← Return to program

Projit: An Open Source Python Tool for Decoupled Data Science

Friday 4:10 PM–4:20 PM in Door 12 / Goldfields Theatre

Part of the Scientific Python specialist track

Data science projects occupy an unsual space between coding/hacking and methodologically rigorous experimentation. They require careful discipline to prevent problems like target leakage, over-fitting or p-hacking. Typically, data scientists use custom workflows, or proprietary cloud systems to automate and standardise certain elements like management of data sets, scripts, model artefacts and results. The result is a general absence of both standardisation and easy migration of processes for flexible and repeatable data science work.

In this talk we will outline a light weight open source python package that can be used to manage project meta-data in a way that allows easy sharing, migration and collaboration for data scientists working in the python ecosystem.
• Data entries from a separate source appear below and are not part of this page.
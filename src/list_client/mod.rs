mod mailchimp;

use std::collections::BTreeMap;

use async_trait::async_trait;
pub use mailchimp::datacenter_url;
pub use mailchimp::MailchimpClient;
use serde::Serialize;

use crate::domain::SubscriberEmail;

#[derive(thiserror::Error, Debug)]
pub enum ListError {
    #[error("Request to list provider failed")]
    Http(#[from] reqwest::Error),
    /// The provider answered, but rejected the call
    #[error("List provider returned {status}: {message}")]
    Api { status: u16, message: String },
}

/// A named recipient collection on the provider side
#[derive(Debug, Clone, PartialEq, Eq, Serialize)]
pub struct ListSummary {
    pub id: String,
    pub name: String,
}

/// Current membership of an address in a list. `status` is `None` when the
/// provider does not know the address.
#[derive(Debug, Clone)]
pub struct MemberInfo {
    pub email: String,
    pub status: Option<String>,
}

impl MemberInfo {
    /// Only active members are worth unsubscribing; "unsubscribed", "cleaned",
    /// "pending" and unknown addresses are not.
    pub fn is_subscribed(&self) -> bool {
        self.status
            .as_deref()
            .map(|s| s.trim().to_lowercase())
            .is_some_and(|s| s.contains("subscribed") && !s.contains("unsubscribed"))
    }
}

/// Fixed interest grouping every subscriber is tagged with
#[derive(Debug, Clone, PartialEq, Eq, Serialize)]
pub struct Grouping {
    pub name: String,
    pub groups: Vec<String>,
}

/// One outbound subscriber: the address plus merge fields (FNAME, GENDER, ...)
#[derive(Debug, Clone, PartialEq, Eq)]
pub struct SubscribeRecord {
    pub email: String,
    pub merge_fields: BTreeMap<String, String>,
    pub groupings: Vec<Grouping>,
}

#[derive(Debug, Clone, Copy, PartialEq, Eq)]
pub struct BatchSubscribeOptions {
    pub double_optin: bool,
    /// Update members that are already on the list instead of failing
    pub update_existing: bool,
    /// `false` merges interest groups into existing memberships
    pub replace_interests: bool,
}

impl Default for BatchSubscribeOptions {
    fn default() -> Self {
        Self {
            double_optin: true,
            update_existing: true,
            replace_interests: false,
        }
    }
}

#[derive(Debug, Clone, Copy, PartialEq, Eq)]
pub struct BatchUnsubscribeOptions {
    /// `false` marks members as unsubscribed instead of removing them
    pub delete_member: bool,
    pub send_goodbye: bool,
    pub send_notify: bool,
}

impl Default for BatchUnsubscribeOptions {
    fn default() -> Self {
        Self {
            delete_member: false,
            send_goodbye: true,
            send_notify: true,
        }
    }
}

#[derive(Debug, Clone, Copy, Default, PartialEq, Eq)]
pub struct BatchSubscribeResult {
    pub add_count: u64,
    pub update_count: u64,
    pub error_count: u64,
}

#[derive(Debug, Clone, Copy, Default, PartialEq, Eq)]
pub struct BatchUnsubscribeResult {
    pub success_count: u64,
    pub error_count: u64,
}

/// Calls against the remote mailing list provider. Network timeouts are the
/// implementation's concern.
#[async_trait]
pub trait ListClient: Send + Sync {
    async fn lists(&self) -> Result<Vec<ListSummary>, ListError>;

    async fn member_info(
        &self,
        list_id: &str,
        emails: &[SubscriberEmail],
    ) -> Result<Vec<MemberInfo>, ListError>;

    async fn batch_subscribe(
        &self,
        list_id: &str,
        records: &[SubscribeRecord],
        options: BatchSubscribeOptions,
    ) -> Result<BatchSubscribeResult, ListError>;

    async fn batch_unsubscribe(
        &self,
        list_id: &str,
        emails: &[String],
        options: BatchUnsubscribeOptions,
    ) -> Result<BatchUnsubscribeResult, ListError>;
}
We will discuss some of the design principles, inspired by a combination of the UNIX command line and the git source control utility. We will then demonstrate basic usage of the package with examples from scientific research papers it has been used for.
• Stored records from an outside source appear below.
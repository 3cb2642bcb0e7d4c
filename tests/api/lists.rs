use wiremock::matchers::body_partial_json;
use wiremock::matchers::method;
use wiremock::matchers::path;
use wiremock::Mock;
use wiremock::ResponseTemplate;

use crate::helpers::spawn_app;

#[tokio::test]
async fn lists_are_returned() {
    let app = spawn_app().await;

    Mock::given(path("/lists/list.json"))
        .and(method("POST"))
        .and(body_partial_json(serde_json::json!({ "apikey": "my-secret-key-us1" })))
        .respond_with(ResponseTemplate::new(200).set_body_json(serde_json::json!({
            "total": 1,
            "data": [{ "id": "list1", "name": "Newsletter" }],
        })))
        .expect(1)
        .mount(&app.mailchimp_server)
        .await;

    let resp = app.get_lists().await;
    assert_eq!(resp.status().as_u16(), 200);
    let lists: serde_json::Value = resp.json().await.unwrap();
    assert_eq!(
        lists,
        serde_json::json!([{ "id": "list1", "name": "Newsletter" }])
    );
}

#[tokio::test]
async fn provider_failure_gives_empty_lists() {
    let app = spawn_app().await;

    Mock::given(path("/lists/list.json"))
        .respond_with(ResponseTemplate::new(500).set_body_json(serde_json::json!({
            "status": "error",
            "code": 104,
            "name": "Invalid_ApiKey",
            "error": "Invalid MailChimp API key",
        })))
        .expect(1)
        .mount(&app.mailchimp_server)
        .await;

    let resp = app.get_lists().await;
    assert_eq!(resp.status().as_u16(), 200);
    let lists: serde_json::Value = resp.json().await.unwrap();
    assert_eq!(lists, serde_json::json!([]));
}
https://pypi.org/project/projit/

John Hawkins

John Hawkins is an Australian data scientist and the author of the book Getting Data Science Done. He is the Chief Scientist for Ad Tech company Playground XYZ, and an affiliate researcher with the Transitional AI Group at UNSW. He has 20 years of experience in solving problems in industry and academia, delivering data science solutions for organisations in software development, banking, insurance, media, ad-tech, and bio-medical research. He holds a PhD in Computer Science from the University of Queensland and a Bachelor of Arts (Honours I) in Philosophy of Science from the University of Newcastle. He has written more than 30 peer-reviewed academic articles and presented at academic and industry conferences around the world.